What if she didn’t make it?

How could I live with myself if I wasn’t able to see her before she was gone?

Thank God she pulled through.

Due in no small part to her sense of humor.

She would always find the humor in the situation.

Her first words to me after she told me she had leukemia were, “If I die before I get to see the last two Lord of the Rings movies, I will kill you.” (I was the one to convince her to see the first one.)

When she lost her hair, she said, “Well, at least I don’t have to shave my legs now.”

When I finally did get to see her, she would let me rub her bald head for good luck, like a Buddha belly. She has a beautiful, round head.
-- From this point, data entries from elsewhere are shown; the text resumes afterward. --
#[cfg(test)]
#[allow(clippy::unwrap_used)]
mod tests {
    use std::time::Duration;

    use super::*;

    fn config(url: &str) -> BackendConfig {
        BackendConfig {
            url: Url::parse(url).unwrap(),
            anon_key: SecretString::from("anon"),
            timeout: Duration::from_secs(2),
            retries: 1,
        }
    }

    #[tokio::test]
    async fn test_delete_is_not_retried() {
        use std::sync::Arc;
        use std::sync::atomic::{AtomicUsize, Ordering};

        use axum::{Router, http::StatusCode, routing::any};

        let hits = Arc::new(AtomicUsize::new(0));
        let counter = Arc::clone(&hits);
        let app = Router::new().route(
            "/rest/v1/{table}",
            any(move || {
                let counter = Arc::clone(&counter);
                async move {
                    counter.fetch_add(1, Ordering::SeqCst);
                    StatusCode::SERVICE_UNAVAILABLE
                }
            }),
        );
        let listener = tokio::net::TcpListener::bind("127.0.0.1:0").await.unwrap();
        let addr = listener.local_addr().unwrap();
        tokio::spawn(async move {
            axum::serve(listener, app).await.ok();
        });

        let mut config = config(&format!("http://{addr}"));
        config.retries = 2;
        let client = BackendClient::new(&config).unwrap();

        let result = client
            .delete_where("stores", &Filter::new().eq("id", "s1"), "token")
            .await;
        assert!(result.is_err());
        assert_eq!(hits.load(Ordering::SeqCst), 1);

        let _: Result<Vec<serde_json::Value>, _> =
            client.select("stores", &Filter::new(), "token").await;
        assert_eq!(hits.load(Ordering::SeqCst), 4, "reads still retry");
    }

    #[test]
    fn test_endpoint_urls() {
        let client = BackendClient::new(&config("https://abcd.supabase.co")).unwrap();
        let url = client
            .table_url("stores", &Filter::new().eq("user_id", "u1"))
            .unwrap();
        assert_eq!(
            url.as_str(),
            "https://abcd.supabase.co/rest/v1/stores?user_id=eq.u1"
        );
        assert_eq!(
            client.auth_endpoint("token").unwrap().as_str(),
            "https://abcd.supabase.co/auth/v1/token"
        );
    }

    #[test]
    fn test_base_path_is_kept() {
        let client = BackendClient::new(&config("http://127.0.0.1:9999/project")).unwrap();
        let url = client.table_url("products", &Filter::new()).unwrap();
        assert_eq!(url.as_str(), "http://127.0.0.1:9999/project/rest/v1/products");
    }

    #[test]
    fn test_policy_from_config() {
        let client = BackendClient::new(&config("https://abcd.supabase.co")).unwrap();
        assert_eq!(client.policy().attempts, 2);
        assert_eq!(client.policy().timeout, Duration::from_secs(2));
    }

    #[test]
    fn test_parse_content_range_total() {
        assert_eq!(parse_content_range_total("0-24/3573"), Some(3573));
        assert_eq!(parse_content_range_total("*/0"), Some(0));
        assert_eq!(parse_content_range_total("0-24/*"), None);
        assert_eq!(parse_content_range_total("garbage"), None);
    }

    #[test]
    fn test_error_message_sources() {
        assert_eq!(
            error_message(r#"{"code":"23505","message":"duplicate key value"}"#),
            "duplicate key value"
        );
        assert_eq!(
            error_message(r#"{"error":"invalid_grant","error_description":"Invalid login credentials"}"#),
            "Invalid login credentials"
        );
        assert_eq!(error_message(r#"{"msg":"User already registered"}"#), "User already registered");
        assert_eq!(error_message(""), "Unknown error");
        assert_eq!(error_message("Bad Gateway"), "Bad Gateway");
    }

    #[test]
    fn test_retryable_classification() {
        assert!(BackendError::Timeout.is_retryable());
        assert!(BackendError::RateLimited(1).is_retryable());
        assert!(
            BackendError::Api {
                status: 502,
                message: String::new()
            }
            .is_retryable()
        );
        assert!(
            !BackendError::Api {
                status: 400,
                message: String::new()
            }
            .is_retryable()
        );
        assert!(!BackendError::Unauthorized.is_retryable());
        assert!(!BackendError::Conflict("dup".to_string()).is_retryable());
    }

    #[test]
    fn test_debug_hides_key() {
        let client = BackendClient::new(&config("https://abcd.supabase.co")).unwrap();
        let debug_output = format!("{client:?}");
        assert!(debug_output.contains("abcd.supabase.co"));
        assert!(!debug_output.contains("anon\""));
    }
}
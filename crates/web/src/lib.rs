//! Gainsy web library.
//!
//! The marketing site and seller dashboard, exposed as a library so the
//! binary and the integration tests build the same router.

#![cfg_attr(not(test), forbid(unsafe_code))]

pub mod backend;
pub mod components;
pub mod config;
pub mod error;
pub mod filters;
pub mod middleware;
pub mod models;
pub mod routes;
pub mod state;

use std::time::Duration;

use axum::extract::State;
use axum::http::{Request, Response, StatusCode};
use axum::{Router, middleware::from_fn, routing::get};
use tower_http::services::ServeDir;
use tower_http::trace::{DefaultOnResponse, OnResponse, TraceLayer};
use tracing::Span;

use crate::state::AppState;

/// Directory holding CSS and images, resolved at compile time so the
/// router works from any working directory.
const STATIC_DIR: &str = concat!(env!("CARGO_MANIFEST_DIR"), "/static");

/// Build the full application router.
///
/// Layers, outermost first: Sentry, tracing, request ID, security headers,
/// session. Callers serve it with `into_make_service_with_connect_info` so
/// the rate limiters can key on the client address.
pub fn app(state: AppState) -> Router {
    let session_layer = middleware::create_session_layer(state.config());

    Router::new()
        .route("/health", get(health))
        .route("/health/ready", get(readiness))
        .merge(routes::routes(state.config()))
        .nest_service("/static", ServeDir::new(STATIC_DIR))
        .layer(session_layer)
        .layer(from_fn(middleware::security_headers_middleware))
        .layer(from_fn(middleware::request_id_middleware))
        .layer(
            TraceLayer::new_for_http()
                .make_span_with(|request: &Request<_>| {
                    tracing::info_span!(
                        "http_request",
                        method = %request.method(),
                        uri = %request.uri(),
                        request_id = tracing::field::Empty,
                        status = tracing::field::Empty,
                        latency_ms = tracing::field::Empty,
                    )
                })
                .on_response(
                    |response: &Response<_>, latency: Duration, span: &Span| {
                        span.record("status", response.status().as_u16());
                        span.record(
                            "latency_ms",
                            u64::try_from(latency.as_millis()).unwrap_or(u64::MAX),
                        );
                        DefaultOnResponse::default().on_response(response, latency, span);
                    },
                ),
        )
        .with_state(state)
        // Sentry layers (outermost for full request coverage)
        .layer(sentry_tower::NewSentryLayer::new_from_top())
        .layer(sentry_tower::SentryHttpLayer::new().enable_transaction())
}

/// Liveness health check endpoint.
///
/// Returns "ok" if the server is running. Does not check dependencies.
async fn health() -> &'static str {
    "ok"
}

/// Readiness health check endpoint.
///
/// Returns 503 Service Unavailable if the hosted backend is not reachable.
async fn readiness(State(state): State<AppState>) -> StatusCode {
    match state.backend().ping().await {
        Ok(()) => StatusCode::OK,
        Err(e) => {
            tracing::warn!(error = %e, "Readiness check failed");
            StatusCode::SERVICE_UNAVAILABLE
        }
    }
}
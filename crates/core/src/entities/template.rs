//! Listing templates with `{placeholder}` substitution.
//!
//! Sellers keep reusable snippets for titles, descriptions, tags, shipping and
//! policy text. A template's content may reference listing fields:
//!
//! | Placeholder  | Value                                  |
//! |--------------|----------------------------------------|
//! | `{title}`    | Product title                          |
//! | `{price}`    | Formatted price, e.g. `$32.50`         |
//! | `{store}`    | Store display name                     |
//! | `{tags}`     | Tags joined with `, `                  |
//! | `{sku}`      | SKU, empty when unset                  |
//! | `{quantity}` | Quantity in stock                      |
//!
//! Unknown placeholders are left as written. `{{` and `}}` produce literal
//! braces.

use std::cmp::Ordering;

use chrono::{DateTime, Utc};
use serde::{Deserialize, Serialize};

use super::{Product, Store, ValidationError, contains_ci, require_text};
use crate::listing::{Listable, SortDirection};
use crate::types::{TemplateCategory, TemplateId, UserId};

const NAME_MAX: usize = 100;
const CONTENT_MAX: usize = 10_000;

/// Placeholder names the renderer understands.
pub const PLACEHOLDERS: &[&str] = &["title", "price", "store", "tags", "sku", "quantity"];

/// A reusable listing snippet (`templates` table).
#[derive(Debug, Clone, PartialEq, Eq, Serialize, Deserialize)]
pub struct Template {
    pub id: TemplateId,
    pub user_id: UserId,
    pub name: String,
    #[serde(default)]
    pub category: TemplateCategory,
    pub content: String,
    #[serde(default)]
    pub is_default: bool,
    pub created_at: DateTime<Utc>,
    pub updated_at: DateTime<Utc>,
}

/// Field values substituted into a template.
#[derive(Debug, Clone, Default, PartialEq, Eq)]
pub struct RenderContext {
    pub title: String,
    pub price: String,
    pub store: String,
    pub tags: String,
    pub sku: String,
    pub quantity: String,
}

impl RenderContext {
    /// Build the context for a product, with its store when known.
    #[must_use]
    pub fn for_product(product: &Product, store: Option<&Store>) -> Self {
        Self {
            title: product.title.clone(),
            price: product.listing_price().display(),
            store: store.map(|s| s.name.clone()).unwrap_or_default(),
            tags: product.tags.join(", "),
            sku: product.sku.clone().unwrap_or_default(),
            quantity: product.quantity.to_string(),
        }
    }

    fn lookup(&self, name: &str) -> Option<&str> {
        match name {
            "title" => Some(&self.title),
            "price" => Some(&self.price),
            "store" => Some(&self.store),
            "tags" => Some(&self.tags),
            "sku" => Some(&self.sku),
            "quantity" => Some(&self.quantity),
            _ => None,
        }
    }
}

/// A piece of template content.
#[derive(Debug, PartialEq, Eq)]
enum Segment<'a> {
    Text(&'a str),
    Placeholder(&'a str),
}

/// Split content into literal text and `{name}` placeholders.
fn segments(content: &str) -> Vec<Segment<'_>> {
    let mut out = Vec::new();
    let mut rest = content;

    while !rest.is_empty() {
        let Some(pos) = rest.find(['{', '}']) else {
            out.push(Segment::Text(rest));
            break;
        };
        let (before, tail) = rest.split_at(pos);
        if !before.is_empty() {
            out.push(Segment::Text(before));
        }

        if let Some(after) = tail.strip_prefix("{{") {
            out.push(Segment::Text("{"));
            rest = after;
        } else if let Some(after) = tail.strip_prefix("}}") {
            out.push(Segment::Text("}"));
            rest = after;
        } else if let Some(after) = tail.strip_prefix('{') {
            let name_len = after
                .find(|c: char| !(c.is_ascii_alphanumeric() || c == '_'))
                .unwrap_or(after.len());
            let (name, remainder) = after.split_at(name_len);
            if let (false, Some(after_close)) = (name.is_empty(), remainder.strip_prefix('}')) {
                out.push(Segment::Placeholder(name));
                rest = after_close;
            } else {
                out.push(Segment::Text("{"));
                rest = after;
            }
        } else {
            out.push(Segment::Text("}"));
            rest = tail.strip_prefix('}').unwrap_or_default();
        }
    }

    out
}

impl Template {
    /// Substitute known placeholders from `ctx`.
    #[must_use]
    pub fn render(&self, ctx: &RenderContext) -> String {
        render_content(&self.content, ctx)
    }

    /// Placeholder names used by this template, in first-use order.
    #[must_use]
    pub fn placeholders(&self) -> Vec<String> {
        let mut names: Vec<String> = Vec::new();
        for segment in segments(&self.content) {
            if let Segment::Placeholder(name) = segment
                && !names.iter().any(|n| n == name)
            {
                names.push(name.to_string());
            }
        }
        names
    }

    /// Placeholder names used by this template that the renderer will not
    /// substitute.
    #[must_use]
    pub fn unknown_placeholders(&self) -> Vec<String> {
        self.placeholders()
            .into_iter()
            .filter(|n| !PLACEHOLDERS.contains(&n.as_str()))
            .collect()
    }

    /// First line of content, shortened for list views.
    #[must_use]
    pub fn excerpt(&self, max_chars: usize) -> String {
        let line = self.content.lines().next().unwrap_or_default().trim();
        if line.chars().count() <= max_chars {
            return line.to_string();
        }
        let cut: String = line.chars().take(max_chars.saturating_sub(1)).collect();
        format!("{}…", cut.trim_end())
    }
}

/// Render raw template content against a context.
#[must_use]
pub fn render_content(content: &str, ctx: &RenderContext) -> String {
    let mut out = String::with_capacity(content.len());
    for segment in segments(content) {
        match segment {
            Segment::Text(text) => out.push_str(text),
            Segment::Placeholder(name) => match ctx.lookup(name) {
                Some(value) => out.push_str(value),
                None => {
                    out.push('{');
                    out.push_str(name);
                    out.push('}');
                }
            },
        }
    }
    out
}

impl Listable for Template {
    const SORT_KEYS: &'static [&'static str] = &["updated", "created", "name", "category"];
    const DEFAULT_SORT: &'static str = "updated";
    const DEFAULT_DIRECTION: SortDirection = SortDirection::Desc;

    fn matches_search(&self, needle: &str) -> bool {
        contains_ci(&self.name, needle) || contains_ci(&self.content, needle)
    }

    fn status_key(&self) -> &str {
        self.category.as_str()
    }

    fn compare_by(&self, other: &Self, key: &str) -> Ordering {
        match key {
            "name" => self.name.to_lowercase().cmp(&other.name.to_lowercase()),
            "category" => self.category.as_str().cmp(other.category.as_str()),
            "created" => self.created_at.cmp(&other.created_at),
            _ => self.updated_at.cmp(&other.updated_at),
        }
    }
}

/// Editable template columns, sent on insert and update.
#[derive(Debug, Clone, PartialEq, Eq, Serialize, Deserialize)]
pub struct TemplateDraft {
    pub name: String,
    pub category: TemplateCategory,
    pub content: String,
    pub is_default: bool,
}

impl TemplateDraft {
    /// Trim the name and validate.
    ///
    /// # Errors
    ///
    /// Returns the first [`ValidationError`] found.
    pub fn normalized(mut self) -> Result<Self, ValidationError> {
        self.name = self.name.trim().to_string();
        self.validate()?;
        Ok(self)
    }

    /// Validate field lengths.
    ///
    /// # Errors
    ///
    /// Returns the first [`ValidationError`] found.
    pub fn validate(&self) -> Result<(), ValidationError> {
        require_text(&self.name, "Template name", NAME_MAX)?;
        require_text(&self.content, "Content", CONTENT_MAX)?;
        Ok(())
    }
}

impl From<&Template> for TemplateDraft {
    fn from(template: &Template) -> Self {
        Self {
            name: template.name.clone(),
            category: template.category,
            content: template.content.clone(),
            is_default: template.is_default,
        }
    }
}

#[cfg(test)]
#[allow(clippy::unwrap_used)]
mod tests {
    use super::*;
    use crate::demo;

    fn ctx() -> RenderContext {
        RenderContext {
            title: "Speckled Mug".to_string(),
            price: "$32.50".to_string(),
            store: "Moss & Fern".to_string(),
            tags: "ceramic, mug".to_string(),
            sku: "MUG-01".to_string(),
            quantity: "12".to_string(),
        }
    }

    #[test]
    fn test_render_substitutes_known_placeholders() {
        let out = render_content("{title} from {store} for only {price}!", &ctx());
        assert_eq!(out, "Speckled Mug from Moss & Fern for only $32.50!");
    }

    #[test]
    fn test_render_leaves_unknown_and_malformed() {
        let out = render_content("{colour} {title {} {9lives", &ctx());
        assert_eq!(out, "{colour} {title {} {9lives");
    }

    #[test]
    fn test_render_escaped_braces() {
        let out = render_content("{{title}} is {title}}}", &ctx());
        assert_eq!(out, "{title} is Speckled Mug}");
    }

    #[test]
    fn test_placeholders_in_first_use_order() {
        let mut t = demo::templates()[0].clone();
        t.content = "{store} {title} {store} {material}".to_string();
        assert_eq!(t.placeholders(), vec!["store", "title", "material"]);
        assert_eq!(t.unknown_placeholders(), vec!["material"]);
    }

    #[test]
    fn test_for_product_uses_store_name() {
        let product = &demo::products()[0];
        let store = &demo::stores()[0];
        let ctx = RenderContext::for_product(product, Some(store));
        assert_eq!(ctx.store, store.name);
        assert_eq!(ctx.title, product.title);
        assert_eq!(ctx.price, product.listing_price().display());
    }

    #[test]
    fn test_excerpt() {
        let mut t = demo::templates()[0].clone();
        t.content = "A very long first line here\nsecond".to_string();
        assert_eq!(t.excerpt(100), "A very long first line here");
        assert_eq!(t.excerpt(7), "A very…");
    }

    #[test]
    fn test_draft_requires_content() {
        let draft = TemplateDraft {
            name: "Shipping".to_string(),
            category: TemplateCategory::Shipping,
            content: "   ".to_string(),
            is_default: false,
        };
        assert_eq!(draft.validate(), Err(ValidationError::Required("Content")));
    }
}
She made fun of me when I chopped my hair off to two inches long because I didn’t want her to feel alone with losing her hair.

Our relationship before leukemia was practically non-existant.

Today it is healthy and strong.

Just like she is.

I love you Kelly.

My favorite nerd girl.

Freak.

Beyonce.

I’m so glad you’re here.

Your sister,
Me



{December 27, 2006}   What Is The Point Of This?

I have been blogging in various places for over a year now.  I wanted to start fresh and have just one place where I can put all of my thoughts and feelings.  I will be bringing posts from other places to this one, and I will be writing fresh ones.  Sometimes I may write several posts in a short period of time.  Sometimes I may not write for several days or even a few weeks.  This is my journal, and I write when I feel like it.

Comments are welcome, even dissenting ones.  However, please remember to be respectful.